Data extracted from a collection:
□ □ □ □ □ □ □
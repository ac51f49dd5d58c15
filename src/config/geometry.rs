//! Derived axis geometry: the step/degree/slide conversion constants.
//!
//! Computed once from [`AxisConfig`] and used for all unit conversions.
//! Conversions to integer step counts round to the nearest step; the
//! inverse multiplications use the same constants, so round trips agree
//! to within one step.

use super::axis::AxisConfig;
use super::units::{Degrees, Revolutions, SlideUnits, Steps};

/// Conversion constants for one axis.
#[derive(Debug, Clone, Copy)]
pub struct AxisGeometry {
    /// Steps per complete shaft revolution.
    pub steps_per_revolution: u32,

    /// Degrees rotated per step.
    pub degrees_per_step: f32,

    /// Linear slide units moved per step. `0.0` means no slide is configured.
    pub slide_units_per_step: f32,
}

impl AxisGeometry {
    /// Compute geometry from axis configuration.
    pub fn from_config(config: &AxisConfig) -> Self {
        let steps_per_revolution = config.steps_per_revolution;
        let degrees_per_step = 360.0 / steps_per_revolution as f32;
        let slide_units_per_step = match config.slide_units_per_rev {
            Some(per_rev) => per_rev / steps_per_revolution as f32,
            None => 0.0,
        };

        Self {
            steps_per_revolution,
            degrees_per_step,
            slide_units_per_step,
        }
    }

    /// True once a slide units-per-step ratio is configured.
    #[inline]
    pub fn has_slide_units(&self) -> bool {
        self.slide_units_per_step > 0.0
    }

    /// Convert an angle to the nearest whole step count.
    #[inline]
    pub fn degrees_to_steps(&self, degrees: Degrees) -> Steps {
        Steps(libm::roundf(degrees.0 / self.degrees_per_step) as i64)
    }

    /// Convert a step count to an angle.
    #[inline]
    pub fn steps_to_degrees(&self, steps: Steps) -> Degrees {
        Degrees(steps.0 as f32 * self.degrees_per_step)
    }

    /// Convert a slide distance to the nearest whole step count.
    #[inline]
    pub fn slide_to_steps(&self, distance: SlideUnits) -> Steps {
        Steps(libm::roundf(distance.0 / self.slide_units_per_step) as i64)
    }

    /// Convert a step count to a slide distance.
    #[inline]
    pub fn steps_to_slide(&self, steps: Steps) -> SlideUnits {
        SlideUnits(steps.0 as f32 * self.slide_units_per_step)
    }

    /// Net shaft rotation for a given step count.
    #[inline]
    pub fn revolutions(&self, steps: Steps) -> Revolutions {
        Revolutions(steps.0 as f32 / self.steps_per_revolution as f32)
    }

    /// Step period in microseconds for a rotation rate in rev/s.
    ///
    /// This is the re-arm delay of the step timer: one step every
    /// `1e6 / (steps_per_rev * rps)` microseconds.
    #[inline]
    pub fn step_period_micros(&self, rps: f32) -> u64 {
        if rps <= 0.0 {
            return u64::MAX;
        }
        (1_000_000.0 / (self.steps_per_revolution as f32 * rps)) as u64
    }
}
□ □ □ □ □ □ □
Word for word, restate all of the data shown above.

Response area:
repository ac51f49dd5d58c15
filename src/config/geometry.rs
//! Derived axis geometry: the step/degree/slide conversion constants.
//!
//! Computed once from [`AxisConfig`] and used for all unit conversions.
//! Conversions to integer step counts round to the nearest step; the
//! inverse multiplications use the same constants, so round trips agree
//! to within one step.

use super::axis::AxisConfig;
use super::units::{Degrees, Revolutions, SlideUnits, Steps};

/// Conversion constants for one axis.
#[derive(Debug, Clone, Copy)]
pub struct AxisGeometry {
    /// Steps per complete shaft revolution.
    pub steps_per_revolution: u32,

    /// Degrees rotated per step.
    pub degrees_per_step: f32,

    /// Linear slide units moved per step. `0.0` means no slide is configured.
    pub slide_units_per_step: f32,
}

impl AxisGeometry {
    /// Compute geometry from axis configuration.
    pub fn from_config(config: &AxisConfig) -> Self {
        let steps_per_revolution = config.steps_per_revolution;
        let degrees_per_step = 360.0 / steps_per_revolution as f32;
        let slide_units_per_step = match config.slide_units_per_rev {
            Some(per_rev) => per_rev / steps_per_revolution as f32,
            None => 0.0,
        };

        Self {
            steps_per_revolution,
            degrees_per_step,
            slide_units_per_step,
        }
    }

    /// True once a slide units-per-step ratio is configured.
    #[inline]
    pub fn has_slide_units(&self) -> bool {
        self.slide_units_per_step > 0.0
    }

    /// Convert an angle to the nearest whole step count.
    #[inline]
    pub fn degrees_to_steps(&self, degrees: Degrees) -> Steps {
        Steps(libm::roundf(degrees.0 / self.degrees_per_step) as i64)
    }

    /// Convert a step count to an angle.
    #[inline]
    pub fn steps_to_degrees(&self, steps: Steps) -> Degrees {
        Degrees(steps.0 as f32 * self.degrees_per_step)
    }

    /// Convert a slide distance to the nearest whole step count.
    #[inline]
    pub fn slide_to_steps(&self, distance: SlideUnits) -> Steps {
        Steps(libm::roundf(distance.0 / self.slide_units_per_step) as i64)
    }

    /// Convert a step count to a slide distance.
    #[inline]
    pub fn steps_to_slide(&self, steps: Steps) -> SlideUnits {
        SlideUnits(steps.0 as f32 * self.slide_units_per_step)
    }

    /// Net shaft rotation for a given step count.
    #[inline]
    pub fn revolutions(&self, steps: Steps) -> Revolutions {
        Revolutions(steps.0 as f32 / self.steps_per_revolution as f32)
    }

    /// Step period in microseconds for a rotation rate in rev/s.
    ///
    /// This is the re-arm delay of the step timer: one step every
    /// `1e6 / (steps_per_rev * rps)` microseconds.
    #[inline]
    pub fn step_period_micros(&self, rps: f32) -> u64 {
        if rps <= 0.0 {
            return u64::MAX;
        }
        (1_000_000.0 / (self.steps_per_revolution as f32 * rps)) as u64
    }
}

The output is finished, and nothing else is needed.